満州が国建国され、上海事変が起きた昭和7年=1932年、パリサロンで、一台のメルセデスベンツが注目を浴びた。

 1930年に登場した、Kシリーズに追加された500Kで、後にシリーズ中の人気者になるロードスターだった。

 上海事変では、日本陸軍の精鋭・陸戦隊が活躍するが、狙撃兵に狙い撃ちをされた…夜目に、スタイリッシュな、白のスパッツが目立ったからだ…懲りた陸軍は、すぐに緑色の巻き脚絆=ゲートルに変更した。

 (陸戦隊=米軍の海兵隊のようなもの)

 KシリーズのKは、Kompressor=過給器=スーパーチャージャーのことで、アクセルをさらに踏み込むと、自動的に加給する仕掛けになっていた。

 3.8㍑エンジンは、90馬力から120馬力に、5㍑なら100馬力が160馬力に急上昇した。

写真:こちらは500Kランドートップ。

 500Kロードスターは、貫禄の姿ばかりでなく、斬新技術が結集されていた…前輪コイルスプリング+ウイッシュボーン・後輪コイルスプリング+スイングアクスル・四輪独立懸架で素晴らしい操安性と乗り心地を生みだしていた。

 当時、グランプリレーサーとも張合える、Sシリーズがあったが、500Kは違う観点から企画された車だった。

 ロングツーリングで快適・最高の安全性・そして最高の性能を優雅に発揮する、が開発コンセプトだった。

 今流に言えば、世界最高のグランツーリスモ=GTで、金満家だけが買える、持ち物だった。

 500Kの5㍑は、OHV・100馬力だが、一踏みすれば160馬力に跳ね上がり、2トンもある車体を、時速160キロまで、引っ張り上げた。
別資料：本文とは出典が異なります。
//! Tolerance defaults for the kernel.
//!
//! Policy
//! - Defaults are fixed constants; line queries that need a tolerance take a
//!   `GeomCfg` in their `*_cfg` variant and fall back to `GeomCfg::default()`.
//! - Equality on points stays exact; `is_close` is the opt-in tolerant check.

/// Below this |det| two segment directions are treated as parallel.
pub const EPS_DET: f64 = 1e-10;
/// Normalized cross/dot ratio threshold for `parallel_to` / `perpendicular_to`.
pub const EPS_ANGLE: f64 = 1e-10;
/// Default distance tolerance for `Line::contains_point`.
pub const EPS_CONTAINS: f64 = 1e-10;
/// Decimal places kept when polar coordinates are written back to x/y.
pub const POLAR_DIGITS: usize = 15;
/// Relative tolerance for `is_close`.
pub const REL_TOL: f64 = 1e-9;

/// Line tolerances.
#[derive(Clone, Copy, Debug, PartialEq)]
pub struct GeomCfg {
    pub eps_det: f64,
    pub eps_angle: f64,
    pub eps_contains: f64,
}

impl Default for GeomCfg {
    fn default() -> Self {
        Self {
            eps_det: EPS_DET,
            eps_angle: EPS_ANGLE,
            eps_contains: EPS_CONTAINS,
        }
    }
}

/// Round `v` to `digits` decimal places, correctly rounded in decimal.
///
/// Goes through the exact decimal expansion (`{:.N}` formatting) rather than
/// `(v·10ᴺ).round() / 10ᴺ`, whose scaling is itself inexact. A value whose
/// ulp is already coarser than `10⁻ᴺ` comes back unchanged.
pub(crate) fn round_digits(v: f64, digits: usize) -> f64 {
    if !v.is_finite() {
        return v;
    }
    let r = format!("{v:.digits$}").parse::<f64>().unwrap_or(v);
    // normalize -0.0
    if r == 0.0 {
        0.0
    } else {
        r
    }
}

/// Relative closeness in the sense of complex `isclose` with `abs_tol = 0`.
#[inline]
pub(crate) fn is_close(a: f64, b: f64, rel_tol: f64) -> bool {
    if a == b {
        return true;
    }
    if !a.is_finite() || !b.is_finite() {
        return false;
    }
    let diff = (a - b).abs();
    diff <= rel_tol * b.abs() || diff <= rel_tol * a.abs()
}
//! Heterogeneous inputs and broadcasting operands.
//!
//! - `Value`: anything a caller may hand to a constructor or a dynamic
//!   operator (point, complex, sequence, mapping, scalar, text).
//! - `Operand`: the three shapes arithmetic broadcasts against, resolved once
//!   at the call boundary. Everything else is "not supported" (`None`), which
//!   lets the caller try the reflected operation instead of failing.
//! - `ArithOp`: the four component-wise operators.

use std::collections::BTreeMap;
use std::fmt;

use nalgebra::{Complex, Vector2};

use crate::error::{Result, TwodError};
use crate::point::{CPoint, Point};

#[derive(Clone, Debug, PartialEq)]
pub enum Value {
    Point(Point),
    Complex(Complex<f64>),
    Seq(Vec<f64>),
    Map(BTreeMap<String, f64>),
    Scalar(f64),
    Text(String),
}

impl Value {
    /// Interpret as an (x, y) pair.
    ///
    /// Sequences use their first two elements (extras ignored), mappings the
    /// keys "x" and "y", text is parsed as a complex number (`"3-4j"`), and a
    /// scalar is broadcast to both axes only when `scalar_ok`.
    pub fn to_xy(&self, scalar_ok: bool, target: &'static str) -> Result<(f64, f64)> {
        match self {
            Value::Point(p) => Ok((p.x, p.y)),
            Value::Complex(z) => Ok((z.re, z.im)),
            Value::Seq(s) => match s.as_slice() {
                [x, y, ..] => Ok((*x, *y)),
                short => Err(TwodError::IndexOutOfRange {
                    index: short.len(),
                    len: short.len(),
                }),
            },
            Value::Map(m) => Ok((lookup(m, "x")?, lookup(m, "y")?)),
            Value::Scalar(s) if scalar_ok => Ok((*s, *s)),
            Value::Text(t) => parse_complex(t)
                .map(|z| (z.re, z.im))
                .ok_or_else(|| TwodError::conversion(t, target)),
            other => Err(TwodError::conversion(other, target)),
        }
    }
}

pub(crate) fn lookup(map: &BTreeMap<String, f64>, key: &str) -> Result<f64> {
    map.get(key).copied().ok_or_else(|| TwodError::MissingKey {
        key: key.to_string(),
    })
}

/// Parse `"3-4j"`, `"(1+2j)"`, `"2.5"` or `"4j"` style complex text.
pub fn parse_complex(text: &str) -> Option<Complex<f64>> {
    let t = text.trim();
    let t = t
        .strip_prefix('(')
        .and_then(|s| s.strip_suffix(')'))
        .unwrap_or(t)
        .trim();
    if t.is_empty() {
        return None;
    }
    t.parse::<Complex<f64>>().ok()
}

impl From<Point> for Value {
    fn from(p: Point) -> Self {
        Value::Point(p)
    }
}

impl From<CPoint> for Value {
    fn from(p: CPoint) -> Self {
        Value::Complex(p.to_complex())
    }
}

impl From<Complex<f64>> for Value {
    fn from(z: Complex<f64>) -> Self {
        Value::Complex(z)
    }
}

impl From<f64> for Value {
    fn from(v: f64) -> Self {
        Value::Scalar(v)
    }
}

impl From<i32> for Value {
    fn from(v: i32) -> Self {
        Value::Scalar(f64::from(v))
    }
}

impl From<(f64, f64)> for Value {
    fn from((x, y): (f64, f64)) -> Self {
        Value::Seq(vec![x, y])
    }
}

impl From<Vec<f64>> for Value {
    fn from(v: Vec<f64>) -> Self {
        Value::Seq(v)
    }
}

impl From<&[f64]> for Value {
    fn from(v: &[f64]) -> Self {
        Value::Seq(v.to_vec())
    }
}

impl From<BTreeMap<String, f64>> for Value {
    fn from(m: BTreeMap<String, f64>) -> Self {
        Value::Map(m)
    }
}

impl From<&str> for Value {
    fn from(s: &str) -> Self {
        Value::Text(s.to_string())
    }
}

impl From<String> for Value {
    fn from(s: String) -> Self {
        Value::Text(s)
    }
}

/// Component-wise binary operator.
#[derive(Clone, Copy, Debug, PartialEq, Eq)]
pub enum ArithOp {
    Add,
    Sub,
    Mul,
    Div,
    /// `(a / b).floor()`.
    FloorDiv,
}

impl ArithOp {
    #[inline]
    pub fn eval(self, a: f64, b: f64) -> f64 {
        match self {
            ArithOp::Add => a + b,
            ArithOp::Sub => a - b,
            ArithOp::Mul => a * b,
            ArithOp::Div => a / b,
            ArithOp::FloorDiv => (a / b).floor(),
        }
    }

    /// Both division kinds reject zero divisor components.
    #[inline]
    pub fn is_division(self) -> bool {
        matches!(self, ArithOp::Div | ArithOp::FloorDiv)
    }
}

/// Right-hand side of a broadcasting operator.
#[derive(Clone, Copy, Debug, PartialEq)]
pub enum Operand {
    Point(Point),
    Pair(f64, f64),
    Scalar(f64),
}

impl Operand {
    /// Resolve a dynamic value; `None` signals "not supported".
    pub fn from_value(value: &Value) -> Option<Operand> {
        match value {
            Value::Point(p) => Some(Operand::Point(*p)),
            Value::Complex(z) => Some(Operand::Point(Point::new(z.re, z.im))),
            Value::Seq(s) if s.len() == 2 => Some(Operand::Pair(s[0], s[1])),
            Value::Scalar(s) => Some(Operand::Scalar(*s)),
            _ => None,
        }
    }

    /// Components the operator is applied against.
    #[inline]
    pub fn xy(self) -> (f64, f64) {
        match self {
            Operand::Point(p) => (p.x, p.y),
            Operand::Pair(x, y) => (x, y),
            Operand::Scalar(s) => (s, s),
        }
    }

    /// Fails with `DivisionByZero` if any component is zero.
    pub fn ensure_nonzero(self) -> Result<Self> {
        let (x, y) = self.xy();
        if x == 0.0 || y == 0.0 {
            return Err(TwodError::DivisionByZero {
                divisor: self.to_string(),
            });
        }
        Ok(self)
    }
}

impl fmt::Display for Operand {
    fn fmt(&self, f: &mut fmt::Formatter<'_>) -> fmt::Result {
        match self {
            Operand::Point(p) => write!(f, "{p}"),
            Operand::Pair(x, y) => write!(f, "({x:?}, {y:?})"),
            Operand::Scalar(s) => write!(f, "{s:?}"),
        }
    }
}

impl From<Point> for Operand {
    fn from(p: Point) -> Self {
        Operand::Point(p)
    }
}

impl From<CPoint> for Operand {
    fn from(p: CPoint) -> Self {
        Operand::Point(p.into())
    }
}

impl From<f64> for Operand {
    fn from(s: f64) -> Self {
        Operand::Scalar(s)
    }
}

impl From<i32> for Operand {
    fn from(s: i32) -> Self {
        Operand::Scalar(f64::from(s))
    }
}

impl From<(f64, f64)> for Operand {
    fn from((x, y): (f64, f64)) -> Self {
        Operand::Pair(x, y)
    }
}

impl From<[f64; 2]> for Operand {
    fn from([x, y]: [f64; 2]) -> Self {
        Operand::Pair(x, y)
    }
}

impl From<Vector2<f64>> for Operand {
    fn from(v: Vector2<f64>) -> Self {
        Operand::Pair(v.x, v.y)
    }
}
 1936年の、ベルリン・オリンピック開催の年に登場する、540Kは、120馬力が、一踏みで180馬力になり、175キロに跳ね上がるが、優雅な姿ということから、500Kを褒める人が多かったという。

 Kシリーズの極めつけは、ヒトラーも愛用した770Kグローサーメルセデスだろう。

写真:540Kロードスター&770K。

 そして、有名な一台が、日本中の映画ファンのほとんどが知らずに見ていたであろう、Kシリーズだ。

 1965年公開の映画♪ドレミの歌♪エーデルワイス♪を流行らせ、アカデミー賞を受賞した、サウンドofミュージック…オーストリアの退役海軍大佐・トラップ男爵が、ナチの追求を逃れ、家族を連れて、逃げ出すストーリーだ。

 ドイツに占領されたオーストリアからスイスへ、と逃げ回るときに乗っていたのが、男爵家の540Kだった。

 Kシリーズには、七種類のボディーがあったが、一番人気が500Kロードスターだったようだ。

 500Kが誕生した1932年=昭和7年の日本では、ラヂオ聴取登録が百万所帯を超え、大正7年放送開始時に三円だった年間聴取料金が、大正15年には壱円に、そして昭和7年、ついに七十五銭に値下げされた年だった。

 建国された満州国に、開局した奉天放送局には、アナウンサー時代の森繁久弥がいた…一方日本では、素晴らしい人気だったロサンゼルス・オリンピックの実況放送が、実はガセネタ、いやガセ放送だったことが、戦後に判った。

 当日事故で実況が出来ず、競技終了後に、いかにも見ながらという、実況放送をやったものだった。